▸ SUPPLIED INFORMATION
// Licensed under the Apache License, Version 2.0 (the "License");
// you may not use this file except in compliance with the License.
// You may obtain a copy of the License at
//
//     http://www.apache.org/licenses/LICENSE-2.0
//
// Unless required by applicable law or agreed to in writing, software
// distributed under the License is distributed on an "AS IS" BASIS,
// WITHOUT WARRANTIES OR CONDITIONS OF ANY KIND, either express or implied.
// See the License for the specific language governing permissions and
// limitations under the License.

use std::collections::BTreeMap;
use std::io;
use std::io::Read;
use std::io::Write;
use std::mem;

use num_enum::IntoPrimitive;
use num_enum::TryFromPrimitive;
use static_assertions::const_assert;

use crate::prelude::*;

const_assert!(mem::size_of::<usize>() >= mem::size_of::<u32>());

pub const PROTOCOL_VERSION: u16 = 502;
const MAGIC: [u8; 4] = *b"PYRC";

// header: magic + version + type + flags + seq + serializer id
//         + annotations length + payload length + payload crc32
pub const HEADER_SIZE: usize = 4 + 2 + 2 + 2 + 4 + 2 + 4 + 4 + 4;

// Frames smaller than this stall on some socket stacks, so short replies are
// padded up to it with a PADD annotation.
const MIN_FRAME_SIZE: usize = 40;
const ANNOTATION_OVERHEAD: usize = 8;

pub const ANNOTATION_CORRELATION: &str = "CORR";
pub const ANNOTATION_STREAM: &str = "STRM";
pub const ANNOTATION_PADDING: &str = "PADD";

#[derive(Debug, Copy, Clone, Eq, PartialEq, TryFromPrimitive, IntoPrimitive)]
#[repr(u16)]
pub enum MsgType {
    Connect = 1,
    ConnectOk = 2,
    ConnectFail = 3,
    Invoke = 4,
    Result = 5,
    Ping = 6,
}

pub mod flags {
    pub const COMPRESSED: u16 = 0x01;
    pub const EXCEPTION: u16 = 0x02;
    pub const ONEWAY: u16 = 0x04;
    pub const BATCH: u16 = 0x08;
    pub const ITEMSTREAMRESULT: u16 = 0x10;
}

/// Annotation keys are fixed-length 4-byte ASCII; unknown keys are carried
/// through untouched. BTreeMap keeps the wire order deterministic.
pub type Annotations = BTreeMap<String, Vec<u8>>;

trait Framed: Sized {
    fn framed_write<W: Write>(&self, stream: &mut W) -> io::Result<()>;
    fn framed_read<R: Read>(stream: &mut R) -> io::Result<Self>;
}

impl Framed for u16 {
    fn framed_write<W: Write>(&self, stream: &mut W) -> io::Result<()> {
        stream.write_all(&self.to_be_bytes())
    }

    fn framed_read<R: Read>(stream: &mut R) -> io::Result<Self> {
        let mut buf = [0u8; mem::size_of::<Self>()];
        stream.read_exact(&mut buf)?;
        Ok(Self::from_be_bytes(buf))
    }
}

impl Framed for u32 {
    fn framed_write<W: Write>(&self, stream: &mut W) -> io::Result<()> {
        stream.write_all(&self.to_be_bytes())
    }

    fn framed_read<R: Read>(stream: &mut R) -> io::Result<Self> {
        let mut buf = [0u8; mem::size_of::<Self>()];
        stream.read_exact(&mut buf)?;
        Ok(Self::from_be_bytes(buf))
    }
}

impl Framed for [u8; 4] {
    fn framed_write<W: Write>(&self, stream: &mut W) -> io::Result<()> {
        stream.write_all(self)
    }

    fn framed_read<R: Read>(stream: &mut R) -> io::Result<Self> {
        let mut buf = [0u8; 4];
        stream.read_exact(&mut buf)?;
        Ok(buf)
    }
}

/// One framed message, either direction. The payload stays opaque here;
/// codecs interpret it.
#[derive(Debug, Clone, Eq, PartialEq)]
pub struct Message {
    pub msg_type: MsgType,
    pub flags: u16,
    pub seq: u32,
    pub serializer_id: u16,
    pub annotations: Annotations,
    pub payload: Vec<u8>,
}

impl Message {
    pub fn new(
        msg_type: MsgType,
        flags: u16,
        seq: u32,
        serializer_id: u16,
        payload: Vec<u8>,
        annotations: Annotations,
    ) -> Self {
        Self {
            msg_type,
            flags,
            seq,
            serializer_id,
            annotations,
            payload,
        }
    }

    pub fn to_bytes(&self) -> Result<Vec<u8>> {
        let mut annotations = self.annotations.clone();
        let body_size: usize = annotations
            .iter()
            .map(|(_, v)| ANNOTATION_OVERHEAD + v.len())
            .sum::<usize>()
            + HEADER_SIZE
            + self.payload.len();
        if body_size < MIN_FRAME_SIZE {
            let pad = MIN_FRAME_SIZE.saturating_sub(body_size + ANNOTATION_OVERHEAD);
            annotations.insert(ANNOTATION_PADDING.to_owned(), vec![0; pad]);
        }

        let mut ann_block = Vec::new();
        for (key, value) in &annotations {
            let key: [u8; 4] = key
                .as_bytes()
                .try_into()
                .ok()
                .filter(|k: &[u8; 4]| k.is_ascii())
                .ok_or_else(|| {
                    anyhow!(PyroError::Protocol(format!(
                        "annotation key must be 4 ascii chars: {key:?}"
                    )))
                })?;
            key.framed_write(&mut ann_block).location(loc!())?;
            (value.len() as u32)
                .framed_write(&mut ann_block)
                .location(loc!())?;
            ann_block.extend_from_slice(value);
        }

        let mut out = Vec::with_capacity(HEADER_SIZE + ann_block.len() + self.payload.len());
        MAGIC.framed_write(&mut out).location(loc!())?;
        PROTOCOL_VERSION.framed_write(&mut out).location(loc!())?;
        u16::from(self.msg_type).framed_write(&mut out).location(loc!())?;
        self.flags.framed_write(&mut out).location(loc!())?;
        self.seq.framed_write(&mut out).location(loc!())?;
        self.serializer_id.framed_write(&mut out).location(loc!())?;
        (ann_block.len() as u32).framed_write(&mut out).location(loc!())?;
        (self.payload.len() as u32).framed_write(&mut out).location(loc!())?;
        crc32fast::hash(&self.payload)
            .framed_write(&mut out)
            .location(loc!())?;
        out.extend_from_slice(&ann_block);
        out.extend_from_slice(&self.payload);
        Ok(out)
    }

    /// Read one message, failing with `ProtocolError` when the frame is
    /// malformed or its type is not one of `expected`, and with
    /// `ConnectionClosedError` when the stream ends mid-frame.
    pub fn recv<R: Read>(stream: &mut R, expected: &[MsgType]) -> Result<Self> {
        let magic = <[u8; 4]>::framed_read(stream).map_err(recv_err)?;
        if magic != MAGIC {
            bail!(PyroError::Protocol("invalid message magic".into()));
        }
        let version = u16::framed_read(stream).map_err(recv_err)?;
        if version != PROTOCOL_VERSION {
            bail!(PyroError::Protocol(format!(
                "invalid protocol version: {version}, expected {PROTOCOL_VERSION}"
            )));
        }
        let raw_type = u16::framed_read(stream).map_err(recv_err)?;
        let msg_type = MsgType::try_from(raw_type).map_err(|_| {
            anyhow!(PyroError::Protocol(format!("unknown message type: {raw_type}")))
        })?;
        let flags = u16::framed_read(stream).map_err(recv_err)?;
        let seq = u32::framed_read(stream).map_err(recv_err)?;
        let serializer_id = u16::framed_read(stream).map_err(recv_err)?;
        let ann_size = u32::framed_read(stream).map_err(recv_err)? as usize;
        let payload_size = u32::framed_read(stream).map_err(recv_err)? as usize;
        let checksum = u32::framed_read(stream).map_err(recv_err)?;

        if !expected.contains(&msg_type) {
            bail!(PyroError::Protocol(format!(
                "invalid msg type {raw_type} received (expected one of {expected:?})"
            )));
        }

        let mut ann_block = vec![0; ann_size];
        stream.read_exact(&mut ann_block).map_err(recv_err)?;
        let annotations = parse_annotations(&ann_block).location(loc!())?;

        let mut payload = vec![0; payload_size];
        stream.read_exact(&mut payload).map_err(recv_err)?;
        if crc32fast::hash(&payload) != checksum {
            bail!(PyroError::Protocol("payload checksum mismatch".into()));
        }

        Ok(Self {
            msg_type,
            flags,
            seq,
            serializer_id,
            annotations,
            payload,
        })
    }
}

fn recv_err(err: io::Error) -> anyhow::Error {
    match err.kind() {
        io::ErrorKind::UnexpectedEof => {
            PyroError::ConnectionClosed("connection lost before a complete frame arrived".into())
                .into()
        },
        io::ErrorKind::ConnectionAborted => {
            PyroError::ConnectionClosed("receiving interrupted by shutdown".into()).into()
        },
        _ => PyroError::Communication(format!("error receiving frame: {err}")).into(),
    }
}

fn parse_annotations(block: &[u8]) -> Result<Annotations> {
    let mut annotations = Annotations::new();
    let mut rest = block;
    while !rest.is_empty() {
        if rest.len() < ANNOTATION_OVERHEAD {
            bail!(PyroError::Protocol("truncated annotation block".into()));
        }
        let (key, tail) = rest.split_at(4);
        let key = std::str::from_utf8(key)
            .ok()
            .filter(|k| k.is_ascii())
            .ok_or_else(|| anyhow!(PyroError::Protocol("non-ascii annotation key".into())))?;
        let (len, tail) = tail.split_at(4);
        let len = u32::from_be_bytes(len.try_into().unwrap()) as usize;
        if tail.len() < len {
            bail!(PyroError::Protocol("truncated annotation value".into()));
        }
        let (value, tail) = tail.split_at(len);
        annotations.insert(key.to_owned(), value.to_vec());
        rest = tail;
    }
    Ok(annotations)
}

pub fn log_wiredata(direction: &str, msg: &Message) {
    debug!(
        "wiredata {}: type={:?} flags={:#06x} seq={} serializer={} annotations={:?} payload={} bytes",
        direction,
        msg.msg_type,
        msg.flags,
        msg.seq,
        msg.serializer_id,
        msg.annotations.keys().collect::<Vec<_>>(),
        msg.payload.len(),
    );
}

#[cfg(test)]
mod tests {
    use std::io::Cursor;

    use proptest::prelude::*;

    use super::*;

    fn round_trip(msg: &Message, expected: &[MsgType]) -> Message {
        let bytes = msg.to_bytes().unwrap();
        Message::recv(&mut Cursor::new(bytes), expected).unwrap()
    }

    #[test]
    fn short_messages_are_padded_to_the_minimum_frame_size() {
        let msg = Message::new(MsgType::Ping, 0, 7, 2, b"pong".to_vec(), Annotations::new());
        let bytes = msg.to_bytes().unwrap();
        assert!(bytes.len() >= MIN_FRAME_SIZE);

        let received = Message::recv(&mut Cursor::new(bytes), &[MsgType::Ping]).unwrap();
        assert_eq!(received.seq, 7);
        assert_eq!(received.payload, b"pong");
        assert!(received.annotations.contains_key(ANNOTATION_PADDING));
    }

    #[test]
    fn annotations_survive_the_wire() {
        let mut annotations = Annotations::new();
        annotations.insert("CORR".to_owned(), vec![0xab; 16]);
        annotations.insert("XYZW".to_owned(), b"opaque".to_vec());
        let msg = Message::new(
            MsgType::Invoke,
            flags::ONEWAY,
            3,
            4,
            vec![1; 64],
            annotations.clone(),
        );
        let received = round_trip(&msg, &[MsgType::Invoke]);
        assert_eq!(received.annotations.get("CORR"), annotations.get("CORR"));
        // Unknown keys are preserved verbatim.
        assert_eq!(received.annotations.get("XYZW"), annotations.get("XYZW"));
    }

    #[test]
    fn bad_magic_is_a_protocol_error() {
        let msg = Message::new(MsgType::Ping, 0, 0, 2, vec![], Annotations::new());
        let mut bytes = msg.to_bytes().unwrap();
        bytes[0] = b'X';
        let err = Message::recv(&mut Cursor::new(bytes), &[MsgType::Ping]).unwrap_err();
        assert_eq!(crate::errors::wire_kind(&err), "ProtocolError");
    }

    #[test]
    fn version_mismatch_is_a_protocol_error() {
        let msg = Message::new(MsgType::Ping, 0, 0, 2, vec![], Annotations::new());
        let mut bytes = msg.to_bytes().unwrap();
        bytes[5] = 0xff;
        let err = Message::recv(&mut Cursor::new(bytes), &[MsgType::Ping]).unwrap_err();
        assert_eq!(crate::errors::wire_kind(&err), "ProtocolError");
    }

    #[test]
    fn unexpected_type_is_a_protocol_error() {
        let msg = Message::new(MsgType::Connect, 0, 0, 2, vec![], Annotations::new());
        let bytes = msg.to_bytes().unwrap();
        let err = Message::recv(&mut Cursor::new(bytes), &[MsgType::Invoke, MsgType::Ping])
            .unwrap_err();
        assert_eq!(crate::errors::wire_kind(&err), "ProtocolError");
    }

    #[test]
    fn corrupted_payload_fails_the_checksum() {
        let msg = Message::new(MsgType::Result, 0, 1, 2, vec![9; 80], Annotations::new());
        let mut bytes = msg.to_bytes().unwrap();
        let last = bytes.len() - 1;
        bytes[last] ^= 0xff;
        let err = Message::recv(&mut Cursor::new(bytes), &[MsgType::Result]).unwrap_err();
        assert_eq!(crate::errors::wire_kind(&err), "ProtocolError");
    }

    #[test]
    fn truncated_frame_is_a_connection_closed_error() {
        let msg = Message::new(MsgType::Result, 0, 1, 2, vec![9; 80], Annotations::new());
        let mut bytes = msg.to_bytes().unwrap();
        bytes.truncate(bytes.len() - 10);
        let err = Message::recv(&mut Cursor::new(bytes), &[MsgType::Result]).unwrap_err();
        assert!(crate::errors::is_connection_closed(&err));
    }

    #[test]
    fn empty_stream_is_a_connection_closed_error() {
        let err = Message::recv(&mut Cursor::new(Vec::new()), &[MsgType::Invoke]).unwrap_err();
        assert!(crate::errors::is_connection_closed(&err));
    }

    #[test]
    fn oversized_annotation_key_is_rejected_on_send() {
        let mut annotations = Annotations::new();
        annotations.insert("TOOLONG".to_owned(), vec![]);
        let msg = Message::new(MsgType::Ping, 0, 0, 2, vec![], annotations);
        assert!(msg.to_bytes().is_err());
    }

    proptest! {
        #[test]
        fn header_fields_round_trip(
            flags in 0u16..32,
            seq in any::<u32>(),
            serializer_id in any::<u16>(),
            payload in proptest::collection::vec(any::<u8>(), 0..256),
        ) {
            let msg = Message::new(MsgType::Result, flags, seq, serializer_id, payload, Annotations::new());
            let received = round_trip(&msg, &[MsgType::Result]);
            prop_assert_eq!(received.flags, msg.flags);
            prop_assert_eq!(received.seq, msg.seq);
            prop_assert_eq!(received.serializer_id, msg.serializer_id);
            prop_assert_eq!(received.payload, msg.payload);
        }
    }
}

▸ GOAL OF THE EXERCISE
Would you please repeat exactly the lines above, starting at the line with "use num_enum::TryFromPrimitive;" and stopping at the line with "wire order deterministic.", both included?

▸ YOUR SOLUTION
use num_enum::TryFromPrimitive;
use static_assertions::const_assert;

use crate::prelude::*;

const_assert!(mem::size_of::<usize>() >= mem::size_of::<u32>());

pub const PROTOCOL_VERSION: u16 = 502;
const MAGIC: [u8; 4] = *b"PYRC";

// header: magic + version + type + flags + seq + serializer id
//         + annotations length + payload length + payload crc32
pub const HEADER_SIZE: usize = 4 + 2 + 2 + 2 + 4 + 2 + 4 + 4 + 4;

// Frames smaller than this stall on some socket stacks, so short replies are
// padded up to it with a PADD annotation.
const MIN_FRAME_SIZE: usize = 40;
const ANNOTATION_OVERHEAD: usize = 8;

pub const ANNOTATION_CORRELATION: &str = "CORR";
pub const ANNOTATION_STREAM: &str = "STRM";
pub const ANNOTATION_PADDING: &str = "PADD";

#[derive(Debug, Copy, Clone, Eq, PartialEq, TryFromPrimitive, IntoPrimitive)]
#[repr(u16)]
pub enum MsgType {
    Connect = 1,
    ConnectOk = 2,
    ConnectFail = 3,
    Invoke = 4,
    Result = 5,
    Ping = 6,
}

pub mod flags {
    pub const COMPRESSED: u16 = 0x01;
    pub const EXCEPTION: u16 = 0x02;
    pub const ONEWAY: u16 = 0x04;
    pub const BATCH: u16 = 0x08;
    pub const ITEMSTREAMRESULT: u16 = 0x10;
}

/// Annotation keys are fixed-length 4-byte ASCII; unknown keys are carried
/// through untouched. BTreeMap keeps the wire order deterministic.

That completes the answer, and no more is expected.